With that in mind, we turn to the computer — the soulless, loveless computer — to guide us into the 2014 college football season. Through a series of algorithms, a pile of analysis and plenty of voodoo, the fine folks at PredictionMachine.com have predicted the future, and for the Service Academies, it looks like this (rounded projected record in parentheses):

Navy Midshipmen (8-4, Poinsettia Bowl)

Human Prediction: There is a lot to be said for continuity in any team, but especially for Navy, who everyone knows as the team that absolutely shoves the triple option down your throat, and usually does it well enough to outlast you in the end. This season they will likely rely on that a little bit more, and they should do well at it, with Keenan Reynolds and the entire starting offensive line (plus some depth) returning.

That said, they return a whole bunch of talent, but they are arguably losing their best defenders from last year, so there could be some regression from their recent year-over-year success. I would not be surprised to see a repeat of their record from last season, but that may be as much a factor of who they are playing as it is how well they play.

Army Black Knights (4-8)

Human Prediction: For all the good will that Rich Ellerson created by reaching a bowl game in only his second season, it covered a number of problems.
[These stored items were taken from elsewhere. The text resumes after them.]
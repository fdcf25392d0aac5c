//! SMTP reachability probe.

use std::time::Duration;

use async_trait::async_trait;
use lettre::message::Mailbox;
use lettre::transport::smtp::authentication::Credentials;
use lettre::{AsyncSmtpTransport, AsyncTransport, Message, Tokio1Executor};
use thiserror::Error;
use tracing::{debug, warn};

use super::{HealthProbe, HealthReport};
use crate::config::{MailConfig, MailTls};

#[derive(Debug, Error)]
enum ProbeError {
    #[error("invalid probe address: {0}")]
    Address(#[from] lettre::address::AddressError),

    #[error("failed to build test message: {0}")]
    Message(#[from] lettre::error::Error),

    #[error("SMTP transport error: {0}")]
    Transport(#[from] lettre::transport::smtp::Error),

    #[error("timed out after {0:?}")]
    Timeout(Duration),
}

/// Sends a self-addressed test message over a fresh SMTP connection.
///
/// The whole exchange is bounded by [`MailConfig::timeout`], so the probe
/// never hangs on a silent or unroutable host.
pub struct MailProbe {
    config: MailConfig,
}

impl MailProbe {
    pub fn new(config: MailConfig) -> Self {
        Self { config }
    }

    async fn send_test_message(&self) -> Result<(), ProbeError> {
        let mailbox: Mailbox = self.config.probe_address.parse()?;
        let message = Message::builder()
            .from(mailbox.clone())
            .to(mailbox)
            .subject("Health check")
            .body(String::from("SMTP health check"))?;

        let host = self.config.host.as_str();
        let builder = match self.config.tls {
            MailTls::None => AsyncSmtpTransport::<Tokio1Executor>::builder_dangerous(host),
            MailTls::StartTls => AsyncSmtpTransport::<Tokio1Executor>::starttls_relay(host)?,
            MailTls::Tls => AsyncSmtpTransport::<Tokio1Executor>::relay(host)?,
        };
        let mut builder = builder
            .port(self.config.port)
            .timeout(Some(self.config.timeout));
        if let (Some(username), Some(password)) = (&self.config.username, &self.config.password) {
            builder = builder.credentials(Credentials::new(username.clone(), password.clone()));
        }
        let transport: AsyncSmtpTransport<Tokio1Executor> = builder.build();

        transport.send(message).await?;
        Ok(())
    }
}

#[async_trait]
impl HealthProbe for MailProbe {
    fn name(&self) -> &'static str {
        "smtp"
    }

    async fn check(&self) -> HealthReport {
        let timeout = self.config.timeout;
        let result = match tokio::time::timeout(timeout, self.send_test_message()).await {
            Ok(result) => result,
            Err(_) => Err(ProbeError::Timeout(timeout)),
        };

        match result {
            Ok(()) => {
                debug!(host = %self.config.host, port = self.config.port, "smtp_probe_ok");
                HealthReport::healthy("SMTP server accepted the test message")
            }
            Err(e) => {
                warn!(
                    host = %self.config.host,
                    port = self.config.port,
                    error = %e,
                    "smtp_probe_failed"
                );
                HealthReport::unhealthy("SMTP server is unreachable", Some(e.to_string()))
            }
        }
    }
}

#[cfg(test)]
mod tests {
    use super::*;
    use crate::health::HealthStatus;
    use std::time::Instant;
    use tokio::io::{AsyncBufReadExt, AsyncWriteExt, BufReader};
    use tokio::net::TcpListener;

    fn config(port: u16, timeout: Duration) -> MailConfig {
        MailConfig {
            host: "127.0.0.1".to_string(),
            port,
            tls: MailTls::None,
            username: None,
            password: None,
            probe_address: "healthcheck@localhost".to_string(),
            timeout,
        }
    }

    #[tokio::test]
    async fn test_silent_server_times_out() {
        // Accepts connections but never sends the SMTP greeting.
        let listener = TcpListener::bind("127.0.0.1:0").await.unwrap();
        let port = listener.local_addr().unwrap().port();
        tokio::spawn(async move {
            let mut held = Vec::new();
            while let Ok((socket, _)) = listener.accept().await {
                held.push(socket);
            }
        });

        let probe = MailProbe::new(config(port, Duration::from_millis(300)));
        let started = Instant::now();
        let report = probe.check().await;

        assert_eq!(report.status, HealthStatus::Unhealthy);
        assert!(started.elapsed() < Duration::from_secs(3));
    }

    #[tokio::test]
    async fn test_refused_connection_is_unhealthy() {
        let listener = TcpListener::bind("127.0.0.1:0").await.unwrap();
        let port = listener.local_addr().unwrap().port();
        drop(listener);

        let probe = MailProbe::new(config(port, Duration::from_secs(2)));
        let report = probe.check().await;

        assert_eq!(report.status, HealthStatus::Unhealthy);
        assert!(report.error.is_some());
    }

    #[tokio::test]
    async fn test_invalid_probe_address_is_unhealthy() {
        let mut config = config(25, Duration::from_secs(1));
        config.probe_address = "not an address".to_string();

        let report = MailProbe::new(config).check().await;

        assert_eq!(report.status, HealthStatus::Unhealthy);
        assert!(report.error.unwrap().contains("invalid probe address"));
    }

    #[tokio::test]
    async fn test_starttls_required_but_not_offered_is_unhealthy() {
        // Greets and answers EHLO without advertising STARTTLS.
        let listener = TcpListener::bind("127.0.0.1:0").await.unwrap();
        let port = listener.local_addr().unwrap().port();
        tokio::spawn(async move {
            let Ok((socket, _)) = listener.accept().await else {
                return;
            };
            let (read, mut write) = socket.into_split();
            let mut lines = BufReader::new(read).lines();
            let _ = write.write_all(b"220 localhost ESMTP\r\n").await;
            while let Ok(Some(line)) = lines.next_line().await {
                let reply: &[u8] = if line.to_ascii_uppercase().starts_with("EHLO") {
                    b"250 localhost\r\n"
                } else {
                    b"221 bye\r\n"
                };
                if write.write_all(reply).await.is_err() {
                    break;
                }
            }
        });

        let mut config = config(port, Duration::from_secs(2));
        config.tls = MailTls::StartTls;
        config.username = Some("svc@example.com".to_string());
        config.password = Some("secret".to_string());
        let started = Instant::now();
        let report = MailProbe::new(config).check().await;

        assert_eq!(report.status, HealthStatus::Unhealthy);
        assert!(report.error.is_some());
        assert!(started.elapsed() < Duration::from_secs(3));
    }

    #[tokio::test]
    async fn test_implicit_tls_against_refused_port_is_unhealthy() {
        let listener = TcpListener::bind("127.0.0.1:0").await.unwrap();
        let port = listener.local_addr().unwrap().port();
        drop(listener);

        let mut config = config(port, Duration::from_secs(2));
        config.tls = MailTls::Tls;
        let report = MailProbe::new(config).check().await;

        assert_eq!(report.status, HealthStatus::Unhealthy);
        assert!(report.error.is_some());
    }
}
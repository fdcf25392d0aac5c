//! In-process broker implementing the transport traits.
//!
//! Behaves like a single RabbitMQ node reached through the default exchange:
//! publishing to a declared queue either hands the message to the queue's
//! consumer or parks it until one registers. Every interaction is recorded so
//! tests can assert on connection attempts, declarations, acks and nacks.
//!
//! ```ignore
//! let broker = MemoryBroker::new();
//! let manager = ConnectionManager::new(broker.clone());
//! broker.set_reachable(false); // next connect() fails
//! ```

use std::collections::{HashMap, VecDeque};
use std::sync::atomic::{AtomicBool, AtomicU64, AtomicUsize, Ordering};
use std::sync::{Arc, Mutex, MutexGuard, PoisonError};
use std::time::Duration;

use async_trait::async_trait;
use futures::channel::mpsc;

use super::{BrokerChannel, BrokerConnection, BrokerError, Connector, Delivery, QueueOptions};

/// A cloneable handle to one in-memory broker.
#[derive(Clone, Default)]
pub struct MemoryBroker {
    state: Arc<BrokerState>,
}

#[derive(Default)]
struct BrokerState {
    unreachable: AtomicBool,
    connections_dropped: AtomicBool,
    connect_delay_ms: AtomicU64,
    connect_attempts: AtomicUsize,
    channels_opened: AtomicUsize,
    channels_closed: AtomicUsize,
    next_delivery_tag: AtomicU64,
    inner: Mutex<BrokerInner>,
}

#[derive(Default)]
struct BrokerInner {
    queues: HashMap<String, QueueState>,
    published: Vec<(String, Vec<u8>)>,
    unacked: HashMap<u64, (String, Vec<u8>)>,
    acked: Vec<u64>,
    nacked: Vec<(u64, bool)>,
    prefetch: Option<u16>,
}

#[derive(Default)]
struct QueueState {
    options: QueueOptions,
    ready: VecDeque<(Vec<u8>, bool)>,
    consumer: Option<(u64, mpsc::UnboundedSender<Result<Delivery, BrokerError>>)>,
}

impl MemoryBroker {
    pub fn new() -> Self {
        Self::default()
    }

    /// Make subsequent connection attempts fail (or succeed again).
    pub fn set_reachable(&self, reachable: bool) {
        self.state.unreachable.store(!reachable, Ordering::SeqCst);
    }

    /// Delay every connection attempt, widening the window for racing callers.
    pub fn set_connect_delay(&self, delay: Duration) {
        self.state
            .connect_delay_ms
            .store(delay.as_millis() as u64, Ordering::SeqCst);
    }

    /// Mark every connection handed out so far as closed.
    pub fn drop_connections(&self) {
        self.state.connections_dropped.store(true, Ordering::SeqCst);
    }

    pub fn connect_attempts(&self) -> usize {
        self.state.connect_attempts.load(Ordering::SeqCst)
    }

    pub fn channels_opened(&self) -> usize {
        self.state.channels_opened.load(Ordering::SeqCst)
    }

    pub fn channels_closed(&self) -> usize {
        self.state.channels_closed.load(Ordering::SeqCst)
    }

    /// Options a queue was declared with, if it has been declared.
    pub fn queue_options(&self, queue: &str) -> Option<QueueOptions> {
        self.lock().queues.get(queue).map(|q| q.options)
    }

    /// Bodies published to `queue`, in publish order.
    pub fn published(&self, queue: &str) -> Vec<Vec<u8>> {
        self.lock()
            .published
            .iter()
            .filter(|(q, _)| q == queue)
            .map(|(_, body)| body.clone())
            .collect()
    }

    /// Number of messages waiting in `queue` for a consumer.
    pub fn ready_count(&self, queue: &str) -> usize {
        self.lock().queues.get(queue).map_or(0, |q| q.ready.len())
    }

    pub fn acked(&self) -> Vec<u64> {
        self.lock().acked.clone()
    }

    pub fn nacked(&self) -> Vec<(u64, bool)> {
        self.lock().nacked.clone()
    }

    /// Delivery tags handed to consumers that are still awaiting ack or nack.
    pub fn unacked_count(&self) -> usize {
        self.lock().unacked.len()
    }

    /// Last prefetch limit set through `basic_qos`.
    pub fn prefetch(&self) -> Option<u16> {
        self.lock().prefetch
    }

    fn lock(&self) -> MutexGuard<'_, BrokerInner> {
        self.state.lock()
    }
}

impl BrokerState {
    fn lock(&self) -> MutexGuard<'_, BrokerInner> {
        self.inner.lock().unwrap_or_else(PoisonError::into_inner)
    }

    /// Hand a message to the queue's consumer, or park it if there is none.
    fn route(&self, inner: &mut BrokerInner, queue: &str, body: Vec<u8>, redelivered: bool) {
        let Some(state) = inner.queues.get_mut(queue) else {
            // The default exchange drops messages for undeclared queues.
            return;
        };

        if let Some((_, sender)) = &state.consumer {
            let tag = self.next_delivery_tag.fetch_add(1, Ordering::SeqCst) + 1;
            let delivery = Delivery {
                delivery_tag: tag,
                data: body.clone(),
                redelivered,
            };
            if sender.unbounded_send(Ok(delivery)).is_ok() {
                inner.unacked.insert(tag, (queue.to_string(), body));
                return;
            }
            state.consumer = None;
        }

        state.ready.push_back((body, redelivered));
    }
}

#[async_trait]
impl Connector for MemoryBroker {
    type Connection = MemoryConnection;

    async fn connect(&self) -> Result<MemoryConnection, BrokerError> {
        self.state.connect_attempts.fetch_add(1, Ordering::SeqCst);

        let delay = self.state.connect_delay_ms.load(Ordering::SeqCst);
        if delay > 0 {
            tokio::time::sleep(Duration::from_millis(delay)).await;
        }

        if self.state.unreachable.load(Ordering::SeqCst) {
            return Err(BrokerError::Connection("connection refused".to_string()));
        }

        Ok(MemoryConnection {
            state: Arc::clone(&self.state),
            closed: AtomicBool::new(false),
        })
    }
}

/// Connection to a [`MemoryBroker`].
pub struct MemoryConnection {
    state: Arc<BrokerState>,
    closed: AtomicBool,
}

#[async_trait]
impl BrokerConnection for MemoryConnection {
    type Channel = MemoryChannel;

    async fn create_channel(&self) -> Result<MemoryChannel, BrokerError> {
        if !self.is_open() {
            return Err(BrokerError::Channel("connection is closed".to_string()));
        }
        let id = self.state.channels_opened.fetch_add(1, Ordering::SeqCst) as u64 + 1;
        Ok(MemoryChannel {
            id,
            state: Arc::clone(&self.state),
            closed: AtomicBool::new(false),
        })
    }

    fn is_open(&self) -> bool {
        !self.closed.load(Ordering::SeqCst) && !self.state.connections_dropped.load(Ordering::SeqCst)
    }

    async fn close(&self) -> Result<(), BrokerError> {
        self.closed.store(true, Ordering::SeqCst);
        Ok(())
    }
}

/// Channel on a [`MemoryConnection`].
pub struct MemoryChannel {
    id: u64,
    state: Arc<BrokerState>,
    closed: AtomicBool,
}

impl MemoryChannel {
    fn ensure_open(&self) -> Result<(), BrokerError> {
        if self.closed.load(Ordering::SeqCst) {
            return Err(BrokerError::Channel("channel is closed".to_string()));
        }
        Ok(())
    }
}

#[async_trait]
impl BrokerChannel for MemoryChannel {
    type Deliveries = mpsc::UnboundedReceiver<Result<Delivery, BrokerError>>;

    async fn queue_declare(&self, queue: &str, options: QueueOptions) -> Result<(), BrokerError> {
        self.ensure_open()?;
        let mut inner = self.state.lock();
        match inner.queues.get(queue) {
            Some(existing) if existing.options != options => Err(BrokerError::Channel(format!(
                "PRECONDITION_FAILED - inequivalent arg for queue '{queue}'"
            ))),
            Some(_) => Ok(()),
            None => {
                inner.queues.insert(
                    queue.to_string(),
                    QueueState {
                        options,
                        ..Default::default()
                    },
                );
                Ok(())
            }
        }
    }

    async fn basic_qos(&self, prefetch_count: u16) -> Result<(), BrokerError> {
        self.ensure_open()?;
        self.state.lock().prefetch = Some(prefetch_count);
        Ok(())
    }

    async fn basic_publish(&self, queue: &str, body: &[u8]) -> Result<(), BrokerError> {
        self.ensure_open()?;
        let mut inner = self.state.lock();
        inner.published.push((queue.to_string(), body.to_vec()));
        self.state.route(&mut inner, queue, body.to_vec(), false);
        Ok(())
    }

    async fn basic_consume(
        &self,
        queue: &str,
        _consumer_tag: &str,
    ) -> Result<Self::Deliveries, BrokerError> {
        self.ensure_open()?;
        let mut inner = self.state.lock();
        let (sender, receiver) = mpsc::unbounded();

        let parked = match inner.queues.get_mut(queue) {
            Some(state) => {
                state.consumer = Some((self.id, sender));
                std::mem::take(&mut state.ready)
            }
            None => {
                return Err(BrokerError::Channel(format!(
                    "NOT_FOUND - no queue '{queue}'"
                )))
            }
        };

        for (body, redelivered) in parked {
            self.state.route(&mut inner, queue, body, redelivered);
        }

        Ok(receiver)
    }

    async fn basic_ack(&self, delivery_tag: u64) -> Result<(), BrokerError> {
        self.ensure_open()?;
        let mut inner = self.state.lock();
        if inner.unacked.remove(&delivery_tag).is_none() {
            return Err(BrokerError::Channel(format!(
                "PRECONDITION_FAILED - unknown delivery tag {delivery_tag}"
            )));
        }
        inner.acked.push(delivery_tag);
        Ok(())
    }

    async fn basic_nack(&self, delivery_tag: u64, requeue: bool) -> Result<(), BrokerError> {
        self.ensure_open()?;
        let mut inner = self.state.lock();
        let Some((queue, body)) = inner.unacked.remove(&delivery_tag) else {
            return Err(BrokerError::Channel(format!(
                "PRECONDITION_FAILED - unknown delivery tag {delivery_tag}"
            )));
        };
        inner.nacked.push((delivery_tag, requeue));
        if requeue {
            // Requeued messages wait for the next consumer instead of looping
            // straight back to the one that rejected them.
            if let Some(state) = inner.queues.get_mut(&queue) {
                state.ready.push_back((body, true));
            }
        }
        Ok(())
    }

    async fn close(&self) -> Result<(), BrokerError> {
        if self.closed.swap(true, Ordering::SeqCst) {
            return Ok(());
        }
        self.state.channels_closed.fetch_add(1, Ordering::SeqCst);

        let mut inner = self.state.lock();
        for state in inner.queues.values_mut() {
            if matches!(&state.consumer, Some((owner, _)) if *owner == self.id) {
                state.consumer = None;
            }
        }
        Ok(())
    }
}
Like the fact that, as much improvement as he made with the offense, they were never better than average offensively (they peaked at an F/+ of 60th in 2012). When you factor in that their defensive F/+ of 111 from last season was actually an improvement from the year before, it should come as no surprise that Ellerson's squads compiled a 13-35 record outside of their lone bowl season.

Jeff Monken comes directly from Paul Johnson's triple option offense, which should mean that he is more likely to have success running the ball, as well as more able to have success passing the ball when he needs to - Rich Ellerson was a good guy, but running the ball more will not close the scoreboard gap faster. Navy is projected to finish the season with an F/+ of 67, which makes them, on paper, Army's second hardest opponent (and probably the team they will be most closely modeled after). There's no reason Army can't win as many as 8 games, but they aren't played on paper.